//! Enumeration types shared by the snapshot, the action catalog, and the
//! error-reporting surface.

use serde::{Deserialize, Serialize};
use ts_rs::TS;

// ---------------------------------------------------------------------------
// Action tags
// ---------------------------------------------------------------------------

/// Fieldless tag naming every action in the catalog.
///
/// Used for logging, timing statistics, and history inspection where the
/// payload is irrelevant.
#[derive(Debug, Clone, Copy, PartialEq, Eq, PartialOrd, Ord, Hash, Serialize, Deserialize, TS)]
#[serde(rename_all = "SCREAMING_SNAKE_CASE")]
#[ts(export, export_to = "bindings/")]
pub enum ActionType {
    /// A level transition was requested.
    LevelTransitionStart,
    /// A level transition finished and the new level is active.
    LevelTransitionSuccess,
    /// A level transition failed and was rolled back.
    LevelTransitionFailure,
    /// The player completed a level.
    LevelCompleted,
    /// A star was selected.
    StarSelected,
    /// The current selection was cleared.
    StarDeselected,
    /// A star was discovered for the first time.
    StarDiscovered,
    /// Counters were overwritten.
    StatsUpdate,
    /// A single counter was incremented.
    StatsIncrement,
    /// A piece of content was unlocked.
    ContentUnlocked,
    /// An item was collected.
    ItemCollected,
    /// The player interacted with something in the scene.
    InteractionRecorded,
    /// Settings were partially updated.
    SettingsUpdate,
    /// Settings were restored to their defaults.
    SettingsReset,
    /// A new session began.
    SessionStart,
    /// Play time advanced.
    TimeUpdate,
    /// The timeline of scheduled sky events was replaced.
    TimelineEventsSet,
    /// A save was requested.
    SaveGameStart,
    /// A save completed.
    SaveGameSuccess,
    /// A save failed.
    SaveGameFailure,
    /// A load was requested.
    LoadGameStart,
    /// A load completed.
    LoadGameSuccess,
    /// A load failed.
    LoadGameFailure,
    /// An error was observed somewhere in the session.
    ErrorOccurred,
    /// Invalid state was automatically repaired.
    ErrorRecovered,
    /// The session finished bootstrapping.
    GameInitialized,
    /// The session was paused.
    GamePaused,
    /// The session was resumed.
    GameResumed,
    /// The session was reset to defaults.
    GameReset,
    /// An action whose tag is not part of the catalog.
    Unrecognized,
}

impl ActionType {
    /// Return the wire tag for this action type.
    pub const fn as_str(self) -> &'static str {
        match self {
            Self::LevelTransitionStart => "LEVEL_TRANSITION_START",
            Self::LevelTransitionSuccess => "LEVEL_TRANSITION_SUCCESS",
            Self::LevelTransitionFailure => "LEVEL_TRANSITION_FAILURE",
            Self::LevelCompleted => "LEVEL_COMPLETED",
            Self::StarSelected => "STAR_SELECTED",
            Self::StarDeselected => "STAR_DESELECTED",
            Self::StarDiscovered => "STAR_DISCOVERED",
            Self::StatsUpdate => "STATS_UPDATE",
            Self::StatsIncrement => "STATS_INCREMENT",
            Self::ContentUnlocked => "CONTENT_UNLOCKED",
            Self::ItemCollected => "ITEM_COLLECTED",
            Self::InteractionRecorded => "INTERACTION_RECORDED",
            Self::SettingsUpdate => "SETTINGS_UPDATE",
            Self::SettingsReset => "SETTINGS_RESET",
            Self::SessionStart => "SESSION_START",
            Self::TimeUpdate => "TIME_UPDATE",
            Self::TimelineEventsSet => "TIMELINE_EVENTS_SET",
            Self::SaveGameStart => "SAVE_GAME_START",
            Self::SaveGameSuccess => "SAVE_GAME_SUCCESS",
            Self::SaveGameFailure => "SAVE_GAME_FAILURE",
            Self::LoadGameStart => "LOAD_GAME_START",
            Self::LoadGameSuccess => "LOAD_GAME_SUCCESS",
            Self::LoadGameFailure => "LOAD_GAME_FAILURE",
            Self::ErrorOccurred => "ERROR_OCCURRED",
            Self::ErrorRecovered => "ERROR_RECOVERED",
            Self::GameInitialized => "GAME_INITIALIZED",
            Self::GamePaused => "GAME_PAUSED",
            Self::GameResumed => "GAME_RESUMED",
            Self::GameReset => "GAME_RESET",
            Self::Unrecognized => "UNRECOGNIZED",
        }
    }

    /// Whether this action records player progress (used to pace autosaves).
    pub const fn is_progress(self) -> bool {
        matches!(
            self,
            Self::LevelTransitionSuccess
                | Self::LevelCompleted
                | Self::StarDiscovered
                | Self::ContentUnlocked
                | Self::ItemCollected
                | Self::InteractionRecorded
        )
    }
}

impl core::fmt::Display for ActionType {
    fn fmt(&self, f: &mut core::fmt::Formatter<'_>) -> core::fmt::Result {
        f.write_str(self.as_str())
    }
}

/// The producer that created an action.
#[derive(Debug, Clone, Copy, PartialEq, Eq, PartialOrd, Ord, Hash, Serialize, Deserialize, TS)]
#[serde(rename_all = "snake_case")]
#[ts(export, export_to = "bindings/")]
pub enum ActionSource {
    /// A UI click handler or overlay control.
    Ui,
    /// A physics callback (collision, trigger volume).
    Physics,
    /// Keyboard, mouse, gamepad, or touch input.
    Input,
    /// A periodic timer (play-time ticks, autosave).
    Timer,
    /// The level transition orchestrator.
    Orchestrator,
    /// The persistence gateway.
    Persistence,
    /// The engine itself (follow-up error/recovery actions).
    Engine,
    /// A debugging tool.
    Debug,
}

// ---------------------------------------------------------------------------
// Payload enums
// ---------------------------------------------------------------------------

/// How the player selected a star.
#[derive(Debug, Clone, Copy, PartialEq, Eq, Serialize, Deserialize, TS)]
#[serde(rename_all = "snake_case")]
#[ts(export, export_to = "bindings/")]
pub enum SelectionMethod {
    /// Mouse click on the star.
    Click,
    /// Holding the reticle over the star.
    Gaze,
    /// Keyboard navigation.
    Keyboard,
    /// Tap on a touch screen.
    Touch,
    /// Selected by code (tour, deep link).
    Programmatic,
}

/// A numeric counter in the stats record.
#[derive(Debug, Clone, Copy, PartialEq, Eq, PartialOrd, Ord, Hash, Serialize, Deserialize, TS)]
#[serde(rename_all = "camelCase")]
#[ts(export, export_to = "bindings/")]
pub enum StatField {
    /// Number of stars discovered.
    StarsDiscovered,
    /// Milliseconds spent exploring.
    TimeExploredMs,
    /// Number of recorded interactions.
    Interactions,
    /// Number of levels completed.
    LevelsCompleted,
    /// Number of items collected.
    ItemsCollected,
    /// Number of content pieces unlocked.
    ContentUnlocked,
}

impl StatField {
    /// All counters, in declaration order.
    pub const ALL: [Self; 6] = [
        Self::StarsDiscovered,
        Self::TimeExploredMs,
        Self::Interactions,
        Self::LevelsCompleted,
        Self::ItemsCollected,
        Self::ContentUnlocked,
    ];

    /// The camelCase field name used on the wire.
    pub const fn as_str(self) -> &'static str {
        match self {
            Self::StarsDiscovered => "starsDiscovered",
            Self::TimeExploredMs => "timeExploredMs",
            Self::Interactions => "interactions",
            Self::LevelsCompleted => "levelsCompleted",
            Self::ItemsCollected => "itemsCollected",
            Self::ContentUnlocked => "contentUnlocked",
        }
    }

    /// Parse a wire field name. Returns `None` for unknown names.
    pub fn parse(name: &str) -> Option<Self> {
        Self::ALL.into_iter().find(|field| field.as_str() == name)
    }
}

/// Why a save was requested.
#[derive(Debug, Clone, Copy, PartialEq, Eq, Serialize, Deserialize, TS)]
#[serde(rename_all = "snake_case")]
#[ts(export, export_to = "bindings/")]
pub enum SaveKind {
    /// The player asked for a save.
    Manual,
    /// The autosave trigger fired.
    Auto,
    /// A level transition or completion checkpoint.
    Checkpoint,
}

/// Rendering quality preset.
#[derive(Debug, Clone, Copy, PartialEq, Eq, Default, Serialize, Deserialize, TS)]
#[serde(rename_all = "snake_case")]
#[ts(export, export_to = "bindings/")]
pub enum GraphicsQuality {
    /// Reduced draw distance and no post-processing.
    Low,
    /// Balanced preset.
    #[default]
    Medium,
    /// Full draw distance and post-processing.
    High,
}

// ---------------------------------------------------------------------------
// Errors
// ---------------------------------------------------------------------------

/// Severity band used when presenting an error to the player.
#[derive(Debug, Clone, Copy, PartialEq, Eq, PartialOrd, Ord, Hash, Serialize, Deserialize, TS)]
#[serde(rename_all = "snake_case")]
#[ts(export, export_to = "bindings/")]
pub enum ErrorSeverity {
    /// Minor issue; the player need not act.
    Low,
    /// Something was lost or skipped but the session is healthy.
    Medium,
    /// Progress may not be kept; the player should be told.
    High,
    /// Session state is inconsistent.
    Critical,
}

/// The component that reported an error.
#[derive(Debug, Clone, Copy, PartialEq, Eq, PartialOrd, Ord, Hash, Serialize, Deserialize, TS)]
#[ts(export, export_to = "bindings/")]
pub enum ErrorComponent {
    /// The dispatcher.
    Engine,
    /// The snapshot validator.
    Validator,
    /// A middleware hook.
    Middleware,
    /// A subscriber callback.
    Subscriber,
    /// The persistence gateway.
    Persistence,
    /// The level transition orchestrator.
    LevelOrchestrator,
    /// A producer outside the engine (UI, input, physics).
    External,
}

impl ErrorComponent {
    /// The default severity band for errors from this component.
    pub const fn default_severity(self, recoverable: bool) -> ErrorSeverity {
        match (self, recoverable) {
            (Self::Validator | Self::Engine, false) => ErrorSeverity::Critical,
            (Self::Persistence, _) => ErrorSeverity::High,
            (Self::Validator | Self::Engine | Self::LevelOrchestrator, _) => ErrorSeverity::Medium,
            (Self::Middleware | Self::Subscriber | Self::External, _) => ErrorSeverity::Low,
        }
    }
}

-*-

EXERCISE REQUIREMENTS
Please find out how many lines of the material contain the string "ItemsCollected" and answer with the count alone.

EXERCISE RESULT
3